Florence returned to Ireland, then went to live in London with her brother Ernest, whose guardianship of his nephew was purely financial and often grudging. Dressed in Eton collar and black coat, Raymond joined Dulwich College as a day boy, and found school a relief after the claustrophobic atmosphere of his uncle's house. He did well academically but had his nose broken playing rugby and henceforth became a sporting spectator.
Having the talent but not the money, Chandler did not go on to university, but his uncle did pay his expenses to do the European tour. He found languages easy to pick up, but appears to have had no sexual adventures. Back in London he joined the Civil Service, found it unutterably boring left after five months and took up journalism. This also failed to hold him and, in 1912, he set sail for America, promising to send for his mother when he found a job.
On the way over he was befriended by the well-educated and avant-garde Lloyd family from Los Angeles, and was encouraged by them to consider moving to LA, where they promised to provide him with introductions. After a number of stops along the way, he finally made it to the East Coast, settled in San Francisco for a time and taught himself book-keeping.
Moving on to Los Angeles, he got a job in the accounting department of a creamery, sent for his mother and tried to find contentment in his rather humdrum life. But boredom was never far away and in 1917 he journeyed to Canada, where he joined the Gordon Highlanders, was shipped to France and experienced trench warfare. Knocked unconscious by a German shell, he was repatriated and again took up where he had left off in L.A.
The young man who joined the Canadian army with Chandler was called Gordan Pascal, and when Chandler met his step-mother, Cissy, he immediately fell in love with her. Although she was still married, Cissy reciprocated his passion, an amicable divorce was arranged and, in 1924, the two of them became husband and wife. Chandler was aware that his wife was older than he, but it is not certain if he knew at the time that the age difference was 19 years.
In spite of this he remained devoted to her and, when she finally died after a long illness, he wrote most movingly: "For thirty years, ten months and four days, she was the light of my life, my whole ambition. Anything I did was just the fire for her to warm her hands at. That is all there is to say. She was the music heard faintly on the edge of sound."
In 1920s California the oil business was the one to be in, and Chandler soon found his niche there. He made a great amount of money in a very short time, but again his chronic restlessness and burgeoning alcoholism served to discommode him. He lost his job, became increasingly reclusive and moved with Cissy from one seedy apartment to another around the suburbs of L.A.
He had always dabbled at writing, mainly composing poetry, but the proliferation of pulp crime magazines inspired him to try his hand at the genre. His first stories were similar to the type being published in such magazines as Black Mask, but then he began to infuse them with an individuality of style and expression that showed he had a rare aptitude for the techniques involved.

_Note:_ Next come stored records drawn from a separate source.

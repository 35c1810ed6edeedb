use alsa::Direction;
use alsa_adapter_hal::audio::ctl_write::{parse_ctl_id, parse_ctl_value};
use alsa_adapter_hal::{AlsaHal, Config};
use anyhow::Context;
use clap::{Args, Parser, Subcommand};
use std::path::PathBuf;
use tokio::signal;

#[derive(Parser)]
#[command(name = "alsa-adapter-hal")]
#[command(about = "Inspect and drive the board's ALSA audio adapters", long_about = None)]
#[command(version)]
struct Cli {
    /// Adapter JSON file instead of the built-in path
    #[arg(long, global = true, value_name = "FILE")]
    config: Option<PathBuf>,

    #[command(subcommand)]
    command: Command,
}

#[derive(Subcommand)]
enum Command {
    /// Print the build-time settings as JSON
    Settings,
    /// List the adapters available now
    List,
    /// Open an adapter and hold it until Ctrl+C
    Open(OpenArgs),
}

#[derive(Args, Debug)]
struct OpenArgs {
    /// Adapter name, e.g. primary, hdmi, usb
    adapter: String,

    /// Capture side instead of render
    #[arg(long)]
    capture: bool,

    /// Set the normalized volume
    #[arg(long, allow_negative_numbers = true)]
    volume: Option<i64>,

    /// Turn the mute switch on
    #[arg(long, conflicts_with = "unmute")]
    mute: bool,

    /// Turn the mute switch off
    #[arg(long)]
    unmute: bool,

    /// Write a control element, e.g. --ctl "name='Speaker Switch'" on
    #[arg(long, num_args = 2, value_names = ["ID", "VALUE"])]
    ctl: Option<Vec<String>>,

    /// Open the PCM with the default stream settings
    #[arg(long)]
    stream: bool,
}

impl OpenArgs {
    fn mute(&self) -> Option<bool> {
        match (self.mute, self.unmute) {
            (true, _) => Some(true),
            (_, true) => Some(false),
            _ => None,
        }
    }
}

fn open_adapter(hal: &mut AlsaHal, args: &OpenArgs) -> anyhow::Result<()> {
    let direction = if args.capture {
        Direction::Capture
    } else {
        Direction::Playback
    };
    let name = args.adapter.as_str();

    let selected = hal
        .card_info(name, direction)
        .with_context(|| format!("No sound card for adapter {}", name))?;
    println!(
        "{}: {} (card id {}, control {})",
        name, selected.dev_name, selected.alsa_card_id, selected.ctrl_name
    );

    hal.init_mixer(name, direction)
        .with_context(|| format!("Failed to bind mixer of {}", name))?;

    if let Some(volume) = args.volume {
        hal.set_volume(name, direction, volume)?;
    }
    if let Some(mute) = args.mute() {
        hal.set_mute(name, direction, mute)?;
    }
    match hal.get_volume(name, direction) {
        Ok(volume) => println!("{} {:?} volume: {}", name, direction, volume),
        Err(e) => println!("{} {:?} volume: unavailable ({})", name, direction, e),
    }

    if let Some([id, value]) = args.ctl.as_deref() {
        let id = parse_ctl_id(id)?;
        let value = parse_ctl_value(value)?;
        hal.write_control(name, &id, value)?;
    }

    if args.stream {
        let params = hal.default_stream_params();
        let negotiated = hal.open_stream(name, direction, &params)?;
        println!("{} {:?} stream open: {:?}", name, direction, negotiated);
    }
    Ok(())
}

#[tokio::main]
async fn main() -> anyhow::Result<()> {
    // 初始化日志
    env_logger::init();

    let cli = Cli::parse();

    // 加载配置
    let mut config = Config::new().unwrap_or_default();
    if let Some(path) = cli.config {
        config = config.with_adapter_config_file(path);
    }
    log::info!(
        "{} {} on {} ({}), adapters from {}",
        config.app_name,
        config.app_version,
        config.board_name,
        config.board_type,
        config.adapter_config_file.display()
    );

    let mut hal = AlsaHal::new(config);

    match cli.command {
        Command::Settings => {
            println!("{}", serde_json::to_string_pretty(hal.config())?);
        }
        Command::List => {
            let adapters = hal.all_adapters().context("Failed to list adapters")?;
            for card in hal.cards().entries() {
                log::info!(
                    "hw:{},{} {} ({})",
                    card.card,
                    card.device,
                    card.card_id,
                    card.pcm_id
                );
            }
            for adapter in &adapters {
                let ports: Vec<&str> = adapter.ports.iter().map(|p| p.port_name.as_str()).collect();
                println!("{}: {}", adapter.adapter_name, ports.join(" "));
            }
        }
        Command::Open(args) => {
            hal.card_instance(&args.adapter)?;
            let result = open_adapter(&mut hal, &args);
            if result.is_ok() {
                println!("Holding {} open, press Ctrl+C to release", args.adapter);
                signal::ctrl_c().await?;
                println!("Received Ctrl+C, shutting down...");
            }
            // 无论成功与否都释放声卡实例
            hal.release(&args.adapter)?;
            hal.destroy()?;
            result?;
        }
    }
    Ok(())
}

#[cfg(test)]
mod tests {
    use super::*;
    use clap::CommandFactory;

    #[test]
    fn command_line_definition_is_valid() {
        Cli::command().debug_assert();
    }

    #[test]
    fn parses_open_with_options() {
        let cli = Cli::try_parse_from([
            "alsa-adapter-hal",
            "open",
            "primary",
            "--capture",
            "--volume",
            "40",
            "--mute",
            "--ctl",
            "name='Speaker Switch'",
            "on",
            "--config",
            "/tmp/adapters.json",
        ])
        .unwrap();

        assert_eq!(cli.config, Some(PathBuf::from("/tmp/adapters.json")));
        let Command::Open(args) = cli.command else {
            panic!("expected open");
        };
        assert_eq!(args.adapter, "primary");
        assert!(args.capture);
        assert_eq!(args.volume, Some(40));
        assert_eq!(args.mute(), Some(true));
        assert_eq!(
            args.ctl.as_deref(),
            Some(&["name='Speaker Switch'".to_string(), "on".to_string()][..])
        );
        assert!(!args.stream);
    }

    #[test]
    fn mute_flags_conflict() {
        assert!(Cli::try_parse_from(["alsa-adapter-hal", "open", "usb", "--mute", "--unmute"]).is_err());
        let cli = Cli::try_parse_from(["alsa-adapter-hal", "open", "usb", "--unmute"]).unwrap();
        let Command::Open(args) = cli.command else {
            panic!("expected open");
        };
        assert_eq!(args.mute(), Some(false));
    }

    #[test]
    fn open_needs_an_adapter() {
        assert!(Cli::try_parse_from(["alsa-adapter-hal", "open"]).is_err());
        assert!(Cli::try_parse_from(["alsa-adapter-hal"]).is_err());
        assert!(matches!(
            Cli::try_parse_from(["alsa-adapter-hal", "list"]).unwrap().command,
            Command::List
        ));
    }
}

In 1939 he produced his first Philip Marlowe novel, The Big Sleep. It was not immediately successful, but he persevered and at fairly regular intervals over the 1940s brought out Farewell My Lovely, The High Window, The Lady in the Lake and The Little Sister. His 1953 novel, The Long Goodbye, marked the end of his truly creative period, and although he did write one further Marlowe book, Playback, his amazing success and lasting fame rest really on a corpus of only six volumes.
Mr Hiney, in his vibrant and entertaining biography, spends a lot of time seeking reasons for the phenomenal popularity of the Marlowe syndrome, in part coming to the conclusion that this honest detective traversing the mean streets was the right man at the right time in a world racked by war and highly anxious for role-model heroes. There is also no doubt that Chandler was a stylist whose work is immediately recognisable - he has had many imitators, but no one has ever come close to the original. This was apparent some years ago when the crime writer, Robert B. Parker, tried to finish Chandler's unfinished Poodle Springs and failed abysmally.
Asked once by a journalist if he ever read his own fiction, Chandler replied: "Yes, and at the very risk of being called an egotistical twerp, I find it damn hard to put down. Even me that knows all about it. There must be some magic in the writing after all, but I take no credit for it. It just happens, like red hair."
His final years, after Cissy's death, were miserable in the extreme. He tried to make a new life for himself in London, but his increasing dependence on alcohol made him very hard to deal with, and even the faithful train of women who fell under his spell eventually despaired of him. He went back to California and died there in 1959. Seventeen people attended his burial at San Diego's Mount Hope state cemetery in plot number 1577-3-8, but years earlier he had framed his own valediction when he wrote at the end of The Big Sleep:
"What did it matter where you lay once you were dead? In a dirty sump or in a marble tower on top of a high hill? You were dead, you were sleeping the big sleep, you were not bothered by things like that."